→ **Directions**
Lines of the material that include the word "codepages" are to be counted; only their number should be given.

→ **Dataset excerpts**
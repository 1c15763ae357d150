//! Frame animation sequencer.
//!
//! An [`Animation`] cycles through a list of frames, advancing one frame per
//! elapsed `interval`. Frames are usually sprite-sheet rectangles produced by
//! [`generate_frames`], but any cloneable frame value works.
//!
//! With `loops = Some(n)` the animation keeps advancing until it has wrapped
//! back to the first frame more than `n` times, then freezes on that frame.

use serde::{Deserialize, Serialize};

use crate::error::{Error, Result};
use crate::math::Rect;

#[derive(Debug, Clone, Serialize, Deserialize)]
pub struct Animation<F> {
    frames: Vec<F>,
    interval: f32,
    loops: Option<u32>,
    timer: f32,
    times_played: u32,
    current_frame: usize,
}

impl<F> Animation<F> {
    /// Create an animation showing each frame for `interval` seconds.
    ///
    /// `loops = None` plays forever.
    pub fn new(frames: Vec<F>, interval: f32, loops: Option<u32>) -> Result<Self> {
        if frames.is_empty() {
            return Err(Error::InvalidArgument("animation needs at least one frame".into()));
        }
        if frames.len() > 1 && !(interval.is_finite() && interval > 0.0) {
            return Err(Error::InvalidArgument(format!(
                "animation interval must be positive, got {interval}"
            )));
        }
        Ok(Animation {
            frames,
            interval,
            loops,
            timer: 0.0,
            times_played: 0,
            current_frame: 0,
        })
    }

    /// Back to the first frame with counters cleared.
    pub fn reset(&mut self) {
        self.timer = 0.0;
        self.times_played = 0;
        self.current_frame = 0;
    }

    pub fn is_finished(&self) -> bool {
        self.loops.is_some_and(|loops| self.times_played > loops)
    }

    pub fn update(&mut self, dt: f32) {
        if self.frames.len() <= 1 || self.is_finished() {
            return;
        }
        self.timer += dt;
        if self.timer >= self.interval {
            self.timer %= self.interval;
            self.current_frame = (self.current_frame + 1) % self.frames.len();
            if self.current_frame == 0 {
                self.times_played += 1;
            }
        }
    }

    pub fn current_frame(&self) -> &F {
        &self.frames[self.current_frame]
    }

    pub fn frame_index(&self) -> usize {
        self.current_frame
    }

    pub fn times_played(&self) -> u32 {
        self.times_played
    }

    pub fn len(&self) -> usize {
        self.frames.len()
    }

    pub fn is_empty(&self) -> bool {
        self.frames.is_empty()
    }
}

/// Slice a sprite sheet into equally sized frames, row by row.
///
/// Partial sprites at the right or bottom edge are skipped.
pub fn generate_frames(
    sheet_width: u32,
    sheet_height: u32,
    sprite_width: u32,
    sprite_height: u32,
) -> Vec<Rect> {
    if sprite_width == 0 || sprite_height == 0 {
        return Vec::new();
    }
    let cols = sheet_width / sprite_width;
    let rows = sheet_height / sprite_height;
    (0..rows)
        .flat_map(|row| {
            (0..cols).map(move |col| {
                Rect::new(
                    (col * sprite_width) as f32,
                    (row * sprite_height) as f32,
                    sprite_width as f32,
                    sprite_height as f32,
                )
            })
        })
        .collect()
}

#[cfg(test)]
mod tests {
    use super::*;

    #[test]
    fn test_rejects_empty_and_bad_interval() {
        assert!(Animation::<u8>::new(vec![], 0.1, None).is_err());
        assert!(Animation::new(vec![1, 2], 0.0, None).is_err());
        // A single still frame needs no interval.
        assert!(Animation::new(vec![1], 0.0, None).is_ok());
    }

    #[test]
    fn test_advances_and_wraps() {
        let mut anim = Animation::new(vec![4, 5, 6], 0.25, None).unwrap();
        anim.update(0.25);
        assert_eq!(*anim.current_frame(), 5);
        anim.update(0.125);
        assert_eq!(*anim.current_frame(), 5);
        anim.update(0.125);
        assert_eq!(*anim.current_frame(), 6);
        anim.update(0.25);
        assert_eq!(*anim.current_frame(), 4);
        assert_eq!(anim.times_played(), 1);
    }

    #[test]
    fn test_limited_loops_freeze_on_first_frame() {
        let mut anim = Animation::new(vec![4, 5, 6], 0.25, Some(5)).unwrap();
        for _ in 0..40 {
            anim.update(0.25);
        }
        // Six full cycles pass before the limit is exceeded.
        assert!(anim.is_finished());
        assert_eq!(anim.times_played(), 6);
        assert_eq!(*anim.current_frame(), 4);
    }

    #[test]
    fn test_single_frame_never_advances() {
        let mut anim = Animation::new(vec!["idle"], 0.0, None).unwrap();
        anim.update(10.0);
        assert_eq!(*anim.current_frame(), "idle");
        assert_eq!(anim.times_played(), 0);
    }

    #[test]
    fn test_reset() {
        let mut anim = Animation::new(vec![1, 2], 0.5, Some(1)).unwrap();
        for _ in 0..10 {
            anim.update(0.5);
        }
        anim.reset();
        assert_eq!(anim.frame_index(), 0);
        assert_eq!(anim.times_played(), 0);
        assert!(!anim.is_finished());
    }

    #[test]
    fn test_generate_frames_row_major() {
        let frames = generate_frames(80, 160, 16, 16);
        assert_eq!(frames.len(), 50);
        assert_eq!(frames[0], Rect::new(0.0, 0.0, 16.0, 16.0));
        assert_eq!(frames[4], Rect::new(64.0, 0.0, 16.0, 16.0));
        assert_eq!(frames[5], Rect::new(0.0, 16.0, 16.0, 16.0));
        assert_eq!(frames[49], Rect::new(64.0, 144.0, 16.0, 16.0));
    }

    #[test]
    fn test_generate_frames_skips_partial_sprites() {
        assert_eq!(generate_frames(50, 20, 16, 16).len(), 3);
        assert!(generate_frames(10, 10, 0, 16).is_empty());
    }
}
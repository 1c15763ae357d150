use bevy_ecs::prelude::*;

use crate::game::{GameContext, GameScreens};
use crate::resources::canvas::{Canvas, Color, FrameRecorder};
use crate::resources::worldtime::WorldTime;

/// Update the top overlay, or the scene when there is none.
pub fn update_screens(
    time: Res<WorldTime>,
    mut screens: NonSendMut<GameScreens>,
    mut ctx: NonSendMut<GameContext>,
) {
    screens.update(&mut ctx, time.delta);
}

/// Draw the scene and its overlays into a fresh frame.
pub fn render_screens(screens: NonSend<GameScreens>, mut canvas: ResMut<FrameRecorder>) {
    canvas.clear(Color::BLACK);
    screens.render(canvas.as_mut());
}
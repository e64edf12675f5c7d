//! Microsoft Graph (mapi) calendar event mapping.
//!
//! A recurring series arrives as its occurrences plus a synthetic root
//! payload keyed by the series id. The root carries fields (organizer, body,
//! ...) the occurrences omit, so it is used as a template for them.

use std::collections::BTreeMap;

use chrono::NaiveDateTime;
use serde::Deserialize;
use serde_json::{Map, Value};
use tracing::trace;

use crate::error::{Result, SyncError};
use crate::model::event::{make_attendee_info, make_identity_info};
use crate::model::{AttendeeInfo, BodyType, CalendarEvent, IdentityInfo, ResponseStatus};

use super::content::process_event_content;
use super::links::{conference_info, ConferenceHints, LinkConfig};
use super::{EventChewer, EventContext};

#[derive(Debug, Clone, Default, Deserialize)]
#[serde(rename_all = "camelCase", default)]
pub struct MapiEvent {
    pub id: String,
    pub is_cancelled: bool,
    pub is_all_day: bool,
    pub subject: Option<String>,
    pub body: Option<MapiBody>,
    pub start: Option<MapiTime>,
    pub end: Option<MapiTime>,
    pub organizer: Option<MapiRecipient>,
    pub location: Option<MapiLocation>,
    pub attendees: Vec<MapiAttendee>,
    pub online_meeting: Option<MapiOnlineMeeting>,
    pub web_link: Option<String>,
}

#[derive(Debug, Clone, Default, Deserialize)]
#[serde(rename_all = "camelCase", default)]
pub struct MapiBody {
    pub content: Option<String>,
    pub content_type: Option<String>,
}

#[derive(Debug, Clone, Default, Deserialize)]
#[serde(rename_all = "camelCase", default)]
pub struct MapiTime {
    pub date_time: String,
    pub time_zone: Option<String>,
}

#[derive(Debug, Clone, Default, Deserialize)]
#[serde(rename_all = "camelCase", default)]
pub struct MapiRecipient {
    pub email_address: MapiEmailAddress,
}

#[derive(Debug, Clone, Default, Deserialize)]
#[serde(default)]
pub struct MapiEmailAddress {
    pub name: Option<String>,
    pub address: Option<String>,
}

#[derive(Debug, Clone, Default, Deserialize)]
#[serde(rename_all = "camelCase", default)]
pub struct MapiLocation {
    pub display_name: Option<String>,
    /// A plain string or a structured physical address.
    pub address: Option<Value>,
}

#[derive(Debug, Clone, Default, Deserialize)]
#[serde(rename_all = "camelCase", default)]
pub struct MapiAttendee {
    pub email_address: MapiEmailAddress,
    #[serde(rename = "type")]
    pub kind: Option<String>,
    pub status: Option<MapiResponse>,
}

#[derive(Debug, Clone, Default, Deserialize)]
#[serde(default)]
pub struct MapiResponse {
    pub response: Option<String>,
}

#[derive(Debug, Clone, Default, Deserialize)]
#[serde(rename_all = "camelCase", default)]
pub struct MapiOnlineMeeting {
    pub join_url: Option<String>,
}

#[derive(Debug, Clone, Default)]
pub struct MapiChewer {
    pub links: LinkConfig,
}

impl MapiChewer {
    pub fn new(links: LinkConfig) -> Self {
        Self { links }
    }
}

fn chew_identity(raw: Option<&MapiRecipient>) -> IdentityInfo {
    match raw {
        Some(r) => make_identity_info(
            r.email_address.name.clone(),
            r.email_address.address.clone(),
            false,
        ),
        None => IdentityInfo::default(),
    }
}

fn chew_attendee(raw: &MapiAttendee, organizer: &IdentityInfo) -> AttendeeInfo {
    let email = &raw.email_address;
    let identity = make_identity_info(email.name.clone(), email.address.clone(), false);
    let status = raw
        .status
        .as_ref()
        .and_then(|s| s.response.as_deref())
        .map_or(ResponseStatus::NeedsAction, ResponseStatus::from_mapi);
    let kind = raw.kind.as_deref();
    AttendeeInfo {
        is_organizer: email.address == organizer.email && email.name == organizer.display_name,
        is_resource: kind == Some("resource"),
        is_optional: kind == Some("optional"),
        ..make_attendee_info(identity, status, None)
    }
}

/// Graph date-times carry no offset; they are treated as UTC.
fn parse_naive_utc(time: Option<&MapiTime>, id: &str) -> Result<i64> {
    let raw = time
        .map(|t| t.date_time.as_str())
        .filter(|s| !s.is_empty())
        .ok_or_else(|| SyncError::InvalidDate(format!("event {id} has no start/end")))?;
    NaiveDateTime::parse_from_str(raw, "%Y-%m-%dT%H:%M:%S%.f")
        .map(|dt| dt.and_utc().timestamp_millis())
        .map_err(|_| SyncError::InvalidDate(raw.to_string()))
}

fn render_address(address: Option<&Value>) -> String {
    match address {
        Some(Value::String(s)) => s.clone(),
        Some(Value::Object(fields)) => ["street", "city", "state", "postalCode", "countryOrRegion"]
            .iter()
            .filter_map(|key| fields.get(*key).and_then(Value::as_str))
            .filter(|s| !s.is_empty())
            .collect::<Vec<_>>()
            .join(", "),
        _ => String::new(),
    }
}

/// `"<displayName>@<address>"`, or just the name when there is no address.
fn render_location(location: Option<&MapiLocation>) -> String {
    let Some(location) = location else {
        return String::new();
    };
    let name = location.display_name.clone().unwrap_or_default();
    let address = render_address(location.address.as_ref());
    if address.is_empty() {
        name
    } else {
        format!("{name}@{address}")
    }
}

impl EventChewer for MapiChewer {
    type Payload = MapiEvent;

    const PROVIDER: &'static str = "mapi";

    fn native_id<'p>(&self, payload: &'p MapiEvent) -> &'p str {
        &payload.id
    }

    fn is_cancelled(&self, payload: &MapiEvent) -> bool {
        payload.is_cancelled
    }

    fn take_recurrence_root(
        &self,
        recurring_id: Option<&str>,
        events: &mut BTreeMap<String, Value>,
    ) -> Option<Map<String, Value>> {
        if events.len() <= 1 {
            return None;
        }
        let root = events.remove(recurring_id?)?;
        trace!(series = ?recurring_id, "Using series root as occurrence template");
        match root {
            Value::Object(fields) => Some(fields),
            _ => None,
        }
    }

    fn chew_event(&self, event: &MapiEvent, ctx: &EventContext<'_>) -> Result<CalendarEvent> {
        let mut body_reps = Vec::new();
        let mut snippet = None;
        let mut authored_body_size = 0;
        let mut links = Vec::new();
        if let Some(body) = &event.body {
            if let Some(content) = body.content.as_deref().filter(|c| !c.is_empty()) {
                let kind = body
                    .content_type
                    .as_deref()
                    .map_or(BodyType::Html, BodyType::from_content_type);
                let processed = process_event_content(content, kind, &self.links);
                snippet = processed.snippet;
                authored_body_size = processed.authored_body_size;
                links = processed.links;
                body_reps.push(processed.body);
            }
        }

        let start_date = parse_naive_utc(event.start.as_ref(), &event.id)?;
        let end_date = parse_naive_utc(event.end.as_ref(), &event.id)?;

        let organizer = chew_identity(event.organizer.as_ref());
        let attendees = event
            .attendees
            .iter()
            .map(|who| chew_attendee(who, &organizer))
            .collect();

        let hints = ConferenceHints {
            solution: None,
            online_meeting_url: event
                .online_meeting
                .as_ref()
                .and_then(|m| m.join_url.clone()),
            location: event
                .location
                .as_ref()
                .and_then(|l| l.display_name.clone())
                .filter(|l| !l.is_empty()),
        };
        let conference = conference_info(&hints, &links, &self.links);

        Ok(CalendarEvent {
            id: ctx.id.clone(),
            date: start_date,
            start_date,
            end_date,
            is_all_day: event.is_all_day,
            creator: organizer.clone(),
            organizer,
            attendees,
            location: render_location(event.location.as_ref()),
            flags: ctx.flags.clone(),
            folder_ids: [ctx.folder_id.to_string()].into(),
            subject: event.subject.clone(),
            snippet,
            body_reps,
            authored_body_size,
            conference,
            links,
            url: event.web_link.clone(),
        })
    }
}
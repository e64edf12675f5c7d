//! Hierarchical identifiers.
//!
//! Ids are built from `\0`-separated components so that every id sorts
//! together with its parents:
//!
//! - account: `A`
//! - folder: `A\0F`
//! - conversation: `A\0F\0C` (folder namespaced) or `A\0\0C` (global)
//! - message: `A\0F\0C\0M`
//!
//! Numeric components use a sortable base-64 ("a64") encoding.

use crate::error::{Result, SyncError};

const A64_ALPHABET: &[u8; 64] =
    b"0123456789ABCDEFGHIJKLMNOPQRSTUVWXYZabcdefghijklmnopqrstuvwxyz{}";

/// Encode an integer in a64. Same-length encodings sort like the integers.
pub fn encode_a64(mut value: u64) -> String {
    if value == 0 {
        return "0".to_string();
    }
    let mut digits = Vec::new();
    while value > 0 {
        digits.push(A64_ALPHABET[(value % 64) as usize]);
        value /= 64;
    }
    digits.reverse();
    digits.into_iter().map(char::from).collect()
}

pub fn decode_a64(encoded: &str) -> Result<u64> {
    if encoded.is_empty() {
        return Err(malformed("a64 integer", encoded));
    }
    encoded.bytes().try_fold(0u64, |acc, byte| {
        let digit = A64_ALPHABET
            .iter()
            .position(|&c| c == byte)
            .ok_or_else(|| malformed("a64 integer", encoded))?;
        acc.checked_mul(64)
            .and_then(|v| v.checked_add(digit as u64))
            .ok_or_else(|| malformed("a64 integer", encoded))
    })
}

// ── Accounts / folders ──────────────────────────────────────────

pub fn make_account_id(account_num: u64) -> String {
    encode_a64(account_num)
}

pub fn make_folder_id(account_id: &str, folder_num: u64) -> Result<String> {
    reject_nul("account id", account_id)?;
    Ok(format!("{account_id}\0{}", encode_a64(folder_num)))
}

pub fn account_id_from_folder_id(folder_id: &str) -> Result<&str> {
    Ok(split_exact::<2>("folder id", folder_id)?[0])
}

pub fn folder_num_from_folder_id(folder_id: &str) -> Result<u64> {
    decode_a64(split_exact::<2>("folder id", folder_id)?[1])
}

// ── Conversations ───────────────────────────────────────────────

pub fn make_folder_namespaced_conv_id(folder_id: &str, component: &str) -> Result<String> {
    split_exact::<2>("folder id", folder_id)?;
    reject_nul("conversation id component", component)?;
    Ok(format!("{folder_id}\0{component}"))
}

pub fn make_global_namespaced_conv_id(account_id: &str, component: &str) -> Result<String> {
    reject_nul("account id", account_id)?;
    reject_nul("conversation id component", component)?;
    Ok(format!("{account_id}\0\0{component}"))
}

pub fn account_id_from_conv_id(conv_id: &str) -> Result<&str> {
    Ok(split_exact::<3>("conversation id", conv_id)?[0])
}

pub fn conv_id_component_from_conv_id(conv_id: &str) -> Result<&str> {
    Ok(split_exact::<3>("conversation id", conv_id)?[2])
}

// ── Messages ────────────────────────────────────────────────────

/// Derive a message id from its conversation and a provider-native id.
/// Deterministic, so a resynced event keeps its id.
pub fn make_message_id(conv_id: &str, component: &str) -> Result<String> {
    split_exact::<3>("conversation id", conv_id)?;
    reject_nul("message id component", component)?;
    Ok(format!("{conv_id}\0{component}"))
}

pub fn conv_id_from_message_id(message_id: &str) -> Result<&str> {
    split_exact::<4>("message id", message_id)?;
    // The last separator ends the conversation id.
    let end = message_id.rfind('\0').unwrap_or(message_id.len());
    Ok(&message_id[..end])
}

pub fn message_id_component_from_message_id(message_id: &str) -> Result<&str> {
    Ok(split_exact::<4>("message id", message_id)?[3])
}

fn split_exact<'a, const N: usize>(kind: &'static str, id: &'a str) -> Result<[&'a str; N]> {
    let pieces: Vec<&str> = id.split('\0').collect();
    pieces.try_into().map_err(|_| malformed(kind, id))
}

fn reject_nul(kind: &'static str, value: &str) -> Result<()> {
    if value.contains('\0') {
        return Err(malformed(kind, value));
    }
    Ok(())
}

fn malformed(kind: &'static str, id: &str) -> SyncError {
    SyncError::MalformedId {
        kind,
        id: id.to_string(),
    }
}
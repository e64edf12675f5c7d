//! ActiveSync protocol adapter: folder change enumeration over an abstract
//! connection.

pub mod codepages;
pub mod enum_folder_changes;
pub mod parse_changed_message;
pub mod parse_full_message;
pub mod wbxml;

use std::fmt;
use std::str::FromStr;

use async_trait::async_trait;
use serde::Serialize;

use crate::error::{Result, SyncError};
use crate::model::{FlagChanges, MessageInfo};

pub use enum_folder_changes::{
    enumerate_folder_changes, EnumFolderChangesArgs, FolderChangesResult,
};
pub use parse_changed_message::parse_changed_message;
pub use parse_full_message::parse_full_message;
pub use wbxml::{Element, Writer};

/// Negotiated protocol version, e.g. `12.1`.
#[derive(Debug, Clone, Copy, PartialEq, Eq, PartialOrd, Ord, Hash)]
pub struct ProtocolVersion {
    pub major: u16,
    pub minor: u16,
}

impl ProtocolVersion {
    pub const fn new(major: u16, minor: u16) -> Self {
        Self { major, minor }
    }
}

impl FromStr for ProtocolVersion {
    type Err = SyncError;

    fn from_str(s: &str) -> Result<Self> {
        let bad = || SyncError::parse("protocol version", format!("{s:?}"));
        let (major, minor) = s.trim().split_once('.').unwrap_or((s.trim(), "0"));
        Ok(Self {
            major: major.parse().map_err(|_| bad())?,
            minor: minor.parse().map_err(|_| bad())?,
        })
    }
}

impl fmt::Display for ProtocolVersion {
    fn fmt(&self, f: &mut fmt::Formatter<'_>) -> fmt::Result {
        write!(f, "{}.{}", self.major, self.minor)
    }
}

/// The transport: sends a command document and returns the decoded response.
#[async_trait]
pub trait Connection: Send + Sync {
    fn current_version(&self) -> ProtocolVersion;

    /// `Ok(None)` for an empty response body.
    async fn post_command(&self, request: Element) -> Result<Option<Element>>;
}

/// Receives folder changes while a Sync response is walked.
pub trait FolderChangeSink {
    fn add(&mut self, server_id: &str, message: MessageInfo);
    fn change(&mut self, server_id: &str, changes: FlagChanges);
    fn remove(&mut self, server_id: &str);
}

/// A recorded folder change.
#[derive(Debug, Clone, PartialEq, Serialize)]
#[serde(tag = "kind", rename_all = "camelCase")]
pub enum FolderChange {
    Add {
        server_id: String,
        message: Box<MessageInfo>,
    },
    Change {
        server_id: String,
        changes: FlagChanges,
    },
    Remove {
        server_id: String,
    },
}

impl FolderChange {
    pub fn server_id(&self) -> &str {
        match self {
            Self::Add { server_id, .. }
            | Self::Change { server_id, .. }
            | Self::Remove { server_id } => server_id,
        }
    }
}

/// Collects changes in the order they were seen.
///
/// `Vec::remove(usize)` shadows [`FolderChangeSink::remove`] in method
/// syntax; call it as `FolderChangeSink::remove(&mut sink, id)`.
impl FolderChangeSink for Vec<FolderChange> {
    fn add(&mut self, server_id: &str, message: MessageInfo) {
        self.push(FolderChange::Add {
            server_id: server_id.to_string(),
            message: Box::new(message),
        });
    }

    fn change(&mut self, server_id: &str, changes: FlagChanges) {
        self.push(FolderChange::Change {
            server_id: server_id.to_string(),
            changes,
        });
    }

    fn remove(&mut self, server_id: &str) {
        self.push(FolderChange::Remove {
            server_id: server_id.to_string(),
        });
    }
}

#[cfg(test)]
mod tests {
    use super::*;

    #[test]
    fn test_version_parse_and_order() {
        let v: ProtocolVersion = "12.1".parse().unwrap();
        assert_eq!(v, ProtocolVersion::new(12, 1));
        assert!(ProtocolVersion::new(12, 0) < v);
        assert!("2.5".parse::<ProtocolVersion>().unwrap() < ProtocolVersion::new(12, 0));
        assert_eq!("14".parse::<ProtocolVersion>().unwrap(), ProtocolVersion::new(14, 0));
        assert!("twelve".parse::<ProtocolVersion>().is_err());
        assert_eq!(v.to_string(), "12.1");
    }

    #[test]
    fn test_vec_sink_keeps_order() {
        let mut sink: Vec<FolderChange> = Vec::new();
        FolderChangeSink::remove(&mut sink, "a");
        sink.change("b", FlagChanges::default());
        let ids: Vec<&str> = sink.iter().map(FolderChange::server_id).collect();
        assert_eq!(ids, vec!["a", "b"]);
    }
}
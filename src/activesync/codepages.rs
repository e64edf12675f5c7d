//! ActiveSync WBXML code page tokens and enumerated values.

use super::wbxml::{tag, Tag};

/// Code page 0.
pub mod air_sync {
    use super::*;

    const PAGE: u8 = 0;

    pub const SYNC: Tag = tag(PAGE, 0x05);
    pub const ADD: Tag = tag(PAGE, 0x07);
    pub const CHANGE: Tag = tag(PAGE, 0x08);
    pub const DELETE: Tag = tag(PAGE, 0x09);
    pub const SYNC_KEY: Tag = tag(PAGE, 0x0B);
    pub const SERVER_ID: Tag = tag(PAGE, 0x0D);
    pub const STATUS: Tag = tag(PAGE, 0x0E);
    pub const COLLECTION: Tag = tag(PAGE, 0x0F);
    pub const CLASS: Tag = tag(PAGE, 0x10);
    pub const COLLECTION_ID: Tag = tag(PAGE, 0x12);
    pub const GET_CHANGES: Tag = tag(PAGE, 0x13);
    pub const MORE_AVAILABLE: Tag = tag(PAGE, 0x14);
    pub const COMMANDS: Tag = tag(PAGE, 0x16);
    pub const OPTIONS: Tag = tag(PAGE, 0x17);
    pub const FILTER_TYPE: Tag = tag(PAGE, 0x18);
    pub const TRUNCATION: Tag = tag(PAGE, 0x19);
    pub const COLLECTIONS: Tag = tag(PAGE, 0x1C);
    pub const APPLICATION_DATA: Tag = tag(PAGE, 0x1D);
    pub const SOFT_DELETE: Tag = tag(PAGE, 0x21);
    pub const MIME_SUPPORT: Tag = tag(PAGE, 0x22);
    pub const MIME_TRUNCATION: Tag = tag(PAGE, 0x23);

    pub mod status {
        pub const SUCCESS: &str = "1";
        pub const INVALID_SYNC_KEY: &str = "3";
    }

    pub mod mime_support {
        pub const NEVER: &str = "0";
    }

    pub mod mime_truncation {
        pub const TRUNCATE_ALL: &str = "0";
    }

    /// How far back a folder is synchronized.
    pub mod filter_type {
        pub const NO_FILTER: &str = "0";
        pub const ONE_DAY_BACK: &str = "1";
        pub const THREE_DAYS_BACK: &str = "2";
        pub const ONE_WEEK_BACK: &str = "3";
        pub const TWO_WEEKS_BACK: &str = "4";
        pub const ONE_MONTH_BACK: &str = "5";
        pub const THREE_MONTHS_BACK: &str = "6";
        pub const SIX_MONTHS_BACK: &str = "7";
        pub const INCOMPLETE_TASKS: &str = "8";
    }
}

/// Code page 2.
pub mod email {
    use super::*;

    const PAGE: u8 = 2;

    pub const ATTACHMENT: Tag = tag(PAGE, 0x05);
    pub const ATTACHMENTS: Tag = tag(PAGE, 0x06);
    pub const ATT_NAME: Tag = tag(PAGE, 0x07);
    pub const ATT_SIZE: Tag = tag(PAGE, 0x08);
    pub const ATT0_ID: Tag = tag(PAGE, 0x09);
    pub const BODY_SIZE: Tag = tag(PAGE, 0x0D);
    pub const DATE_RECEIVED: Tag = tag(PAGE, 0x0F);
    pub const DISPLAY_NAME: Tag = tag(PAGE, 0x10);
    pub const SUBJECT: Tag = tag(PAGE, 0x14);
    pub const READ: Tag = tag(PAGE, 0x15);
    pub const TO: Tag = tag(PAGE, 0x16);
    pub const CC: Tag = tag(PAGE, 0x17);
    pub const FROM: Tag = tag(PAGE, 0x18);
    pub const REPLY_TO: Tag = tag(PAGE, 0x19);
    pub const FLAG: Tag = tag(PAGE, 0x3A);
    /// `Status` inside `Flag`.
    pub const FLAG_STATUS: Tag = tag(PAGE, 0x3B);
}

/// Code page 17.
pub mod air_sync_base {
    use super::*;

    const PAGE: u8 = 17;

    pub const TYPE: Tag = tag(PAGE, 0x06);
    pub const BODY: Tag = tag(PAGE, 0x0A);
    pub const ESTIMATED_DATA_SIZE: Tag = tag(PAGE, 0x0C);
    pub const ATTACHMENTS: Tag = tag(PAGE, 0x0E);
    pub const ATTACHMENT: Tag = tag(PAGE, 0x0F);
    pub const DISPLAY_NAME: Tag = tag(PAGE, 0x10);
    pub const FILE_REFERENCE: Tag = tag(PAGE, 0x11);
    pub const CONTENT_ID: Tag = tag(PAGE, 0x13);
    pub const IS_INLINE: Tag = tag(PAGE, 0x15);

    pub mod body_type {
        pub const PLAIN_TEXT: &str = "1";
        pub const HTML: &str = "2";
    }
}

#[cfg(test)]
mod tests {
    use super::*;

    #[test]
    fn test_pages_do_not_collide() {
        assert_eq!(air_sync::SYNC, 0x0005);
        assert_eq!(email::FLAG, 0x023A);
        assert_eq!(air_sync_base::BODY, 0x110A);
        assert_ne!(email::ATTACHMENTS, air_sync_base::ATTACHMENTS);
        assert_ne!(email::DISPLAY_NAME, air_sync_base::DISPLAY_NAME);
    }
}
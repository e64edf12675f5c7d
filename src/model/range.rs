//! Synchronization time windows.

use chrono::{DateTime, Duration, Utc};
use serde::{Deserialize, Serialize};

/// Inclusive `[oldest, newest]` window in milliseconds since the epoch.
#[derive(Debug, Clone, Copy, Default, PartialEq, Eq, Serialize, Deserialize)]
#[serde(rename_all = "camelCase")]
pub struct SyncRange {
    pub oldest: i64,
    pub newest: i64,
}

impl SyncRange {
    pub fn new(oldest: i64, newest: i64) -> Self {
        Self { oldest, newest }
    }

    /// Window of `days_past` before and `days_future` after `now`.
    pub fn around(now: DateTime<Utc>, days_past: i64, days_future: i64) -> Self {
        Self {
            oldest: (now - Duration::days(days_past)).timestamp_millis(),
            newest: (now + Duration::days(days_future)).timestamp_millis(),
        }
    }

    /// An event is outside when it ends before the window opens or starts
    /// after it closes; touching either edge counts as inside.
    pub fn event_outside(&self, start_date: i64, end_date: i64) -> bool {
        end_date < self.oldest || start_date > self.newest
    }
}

→ **Problem solution**
2